Published August 23, 2023

Unfortunately, mosquito and tick-borne diseases (vector-borne diseases) are common across the United States, including in the Choctaw Nation (CNO) and the State of Oklahoma. Most counties within the Choctaw Nation reservation are historically among the highest for Rocky Mountain spotted fever incidents in the state. Non-human West Nile virus activity has also recently been detected in some counties of the Choctaw Nation.

Following basic preventative tips can reduce the risk of being bit by an infected mosquito or tick. Taking action, such as emptying any standing water at your home and always wearing an EPA-registered insect repellant outdoors, can significantly reduce the risk to yourself and your family.

As we enjoy time outdoors during the summer and fall, it’s essential to remember simple preventative tips to reduce the risk of vector-borne disease.

The CNO Department of Public Health invites you to join Choctaw Nation in fighting the bite to reduce vector-borne diseases across our reservation!

Please visit the below links for more information on protecting yourself and your family from infected mosquitos and ticks. You will find information on preventing mosquito and tick bites, vector-borne disease fact sheets, and a Choctaw Nation Tick Identification guide there. Together, we can protect our families and reduce vector-borne disease risk. Together, We’re More.
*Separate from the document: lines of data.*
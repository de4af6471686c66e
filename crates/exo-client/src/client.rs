//! The application-facing client.

use std::sync::Arc;

use exo_core::{Address, ConnectionState, Envelope, Transport};
use exo_discovery::{
    Candidate, Discovery, DockerCli, FileStore, LastUsedStore, MemoryStore, Resolution, TcpProber,
    running_in_container,
};
use exo_session::{ConnectionManager, DisplayState, EnvelopeRouter, spawn_projector};
use exo_transport::{FramedTransport, RawSocketTransport};
use futures::stream::BoxStream;
use tokio::{
    sync::{broadcast, watch},
    task::JoinHandle,
};

use crate::{
    config::ClientConfig,
    error::{ClientError, Result},
};

/// What to connect to.
#[derive(Debug, Clone, PartialEq, Eq)]
pub enum ConnectRequest {
    /// A known backend.
    Address(Address),
    /// Find a backend among running containers.
    Discover,
}

/// Outcome of [`Client::connect`].
#[derive(Debug, Clone, PartialEq, Eq)]
pub enum Connecting {
    /// The session is starting against this address.
    Started(Address),
    /// Discovery found several backends; call [`Client::choose`].
    Choose(Vec<Candidate>),
}

/// One client session: discovery, connection manager and display state.
pub struct Client {
    config: ClientConfig,
    manager: ConnectionManager,
    discovery: Discovery,
    router: Arc<EnvelopeRouter>,
    display: watch::Receiver<DisplayState>,
    tasks: Vec<JoinHandle<()>>,
}

impl Client {
    /// Build a client with the real transports, the docker CLI and a file
    /// backed last-used store.
    ///
    /// Must be called from within a Tokio runtime.
    #[must_use]
    pub fn new(config: ClientConfig) -> Self {
        let primary = Arc::new(FramedTransport::new(config.framed_config()));
        let fallback = Arc::new(RawSocketTransport::new(config.raw_socket_config()));

        let store: Arc<dyn LastUsedStore> = match config
            .state_file()
            .map_or_else(FileStore::default_location, |path| Ok(FileStore::new(path)))
        {
            Ok(store) => Arc::new(store),
            Err(e) => {
                tracing::warn!("Remembering the last backend in memory only: {e}");
                Arc::new(MemoryStore::new())
            }
        };
        let discovery = Discovery::new(
            Arc::new(DockerCli::new(config.docker_config())),
            Arc::new(TcpProber::new(config.probe_timeout())),
            store,
            config.discovery_config(),
        );

        Self::from_parts(config, primary, fallback, discovery)
    }

    /// Build a client from explicit parts.
    ///
    /// Must be called from within a Tokio runtime.
    #[must_use]
    pub fn from_parts(
        config: ClientConfig,
        primary: Arc<dyn Transport>,
        fallback: Arc<dyn Transport>,
        discovery: Discovery,
    ) -> Self {
        let manager = ConnectionManager::new(primary, fallback, config.manager_config());
        let (display, projector) = spawn_projector(&manager);
        let router = Arc::new(EnvelopeRouter::new());
        let dispatcher = Arc::clone(&router).spawn_dispatcher(manager.frame_stream());

        Self {
            config,
            manager,
            discovery,
            router,
            display,
            tasks: vec![projector, dispatcher],
        }
    }

    /// Resolve the request to an address and start the session.
    ///
    /// # Errors
    /// Returns discovery errors, or [`ClientError::Manager`] if the
    /// connection manager is gone.
    pub async fn connect(&self, request: ConnectRequest) -> Result<Connecting> {
        let address = match request {
            ConnectRequest::Address(address) => address,
            ConnectRequest::Discover => {
                if self.config.discovery.skip_in_container && running_in_container() {
                    tracing::info!("Running inside a container, skipping discovery");
                    self.config.address()
                } else {
                    match self.discovery.resolve().await? {
                        Resolution::Resolved(address) => address,
                        Resolution::Choose(candidates) => {
                            return Ok(Connecting::Choose(candidates));
                        }
                    }
                }
            }
        };
        self.manager.start(address.clone()).await?;
        Ok(Connecting::Started(address))
    }

    /// Finish a discovery that asked for a choice, and start the session.
    ///
    /// # Errors
    /// Returns [`exo_discovery::DiscoveryError::UnknownCandidate`] for an id
    /// that was not offered.
    pub async fn choose(&self, candidate_id: &str) -> Result<Address> {
        let address = self.discovery.confirm(candidate_id).await?;
        self.manager.start(address.clone()).await?;
        Ok(address)
    }

    /// Connect and wait until the session is up.
    ///
    /// # Errors
    /// Returns [`ClientError::ChoiceRequired`] if discovery needs the user to
    /// pick, or the manager's error if every attempt failed.
    pub async fn open(&self, request: ConnectRequest) -> Result<Address> {
        match self.connect(request).await? {
            Connecting::Started(address) => {
                self.manager.connected().await?;
                Ok(address)
            }
            Connecting::Choose(candidates) => Err(ClientError::ChoiceRequired(candidates)),
        }
    }

    /// Wait until the session is connected.
    ///
    /// # Errors
    /// Returns the manager's error if the retry budget ran out.
    pub async fn connected(&self) -> Result<()> {
        Ok(self.manager.connected().await?)
    }

    /// Send an envelope, queueing it while not connected.
    ///
    /// # Errors
    /// Returns error if the connection manager is gone.
    pub fn send(&self, envelope: Envelope) -> Result<()> {
        Ok(self.manager.send(envelope)?)
    }

    /// Close the session.
    ///
    /// # Errors
    /// Returns error if the connection manager is gone.
    pub async fn close(&self) -> Result<()> {
        self.manager.close().await?;
        Ok(())
    }

    /// Reconnect to the last address.
    ///
    /// # Errors
    /// Returns error if no session was ever started.
    pub async fn reconnect(&self) -> Result<()> {
        Ok(self.manager.reconnect().await?)
    }

    #[must_use]
    pub fn status(&self) -> ConnectionState {
        self.manager.status()
    }

    #[must_use]
    pub fn status_stream(&self) -> BoxStream<'static, ConnectionState> {
        self.manager.status_stream()
    }

    #[must_use]
    pub fn frames(&self) -> broadcast::Receiver<Envelope> {
        self.manager.frames()
    }

    /// Display state for a status indicator.
    #[must_use]
    pub fn display(&self) -> watch::Receiver<DisplayState> {
        self.display.clone()
    }

    /// Per-type handlers for inbound envelopes.
    #[must_use]
    pub fn router(&self) -> &EnvelopeRouter {
        &self.router
    }

    #[must_use]
    pub const fn manager(&self) -> &ConnectionManager {
        &self.manager
    }

    #[must_use]
    pub const fn config(&self) -> &ClientConfig {
        &self.config
    }
}

impl Drop for Client {
    fn drop(&mut self) {
        for task in &self.tasks {
            task.abort();
        }
    }
}

impl std::fmt::Debug for Client {
    fn fmt(&self, f: &mut std::fmt::Formatter<'_>) -> std::fmt::Result {
        f.debug_struct("Client")
            .field("status", &self.status())
            .field("display", &*self.display.borrow())
            .finish_non_exhaustive()
    }
}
Protect your home against mosquitoes

Mosquito-Borne Diseases

The bite of an infected mosquito spreads mosquito-borne diseases. Diseases that spread to humans by mosquito bites include West Nile, Zika, Chikungunya, dengue, and malaria. West Nile virus is the most concerning mosquito-borne disease threat within Oklahoma and the Choctaw Nation.

While individuals may not become sick after being bitten by an infected mosquito, some may experience mild, short-term illness or severe/long-term illness. Several mosquito-borne diseases can result in death, especially if treatment isn’t sought once symptoms appear.

To reduce the risk of mosquito-borne illness, always use insect repellant outdoors, wear long-sleeved shirts and long pants, and follow the following recommendations to protect your home and family.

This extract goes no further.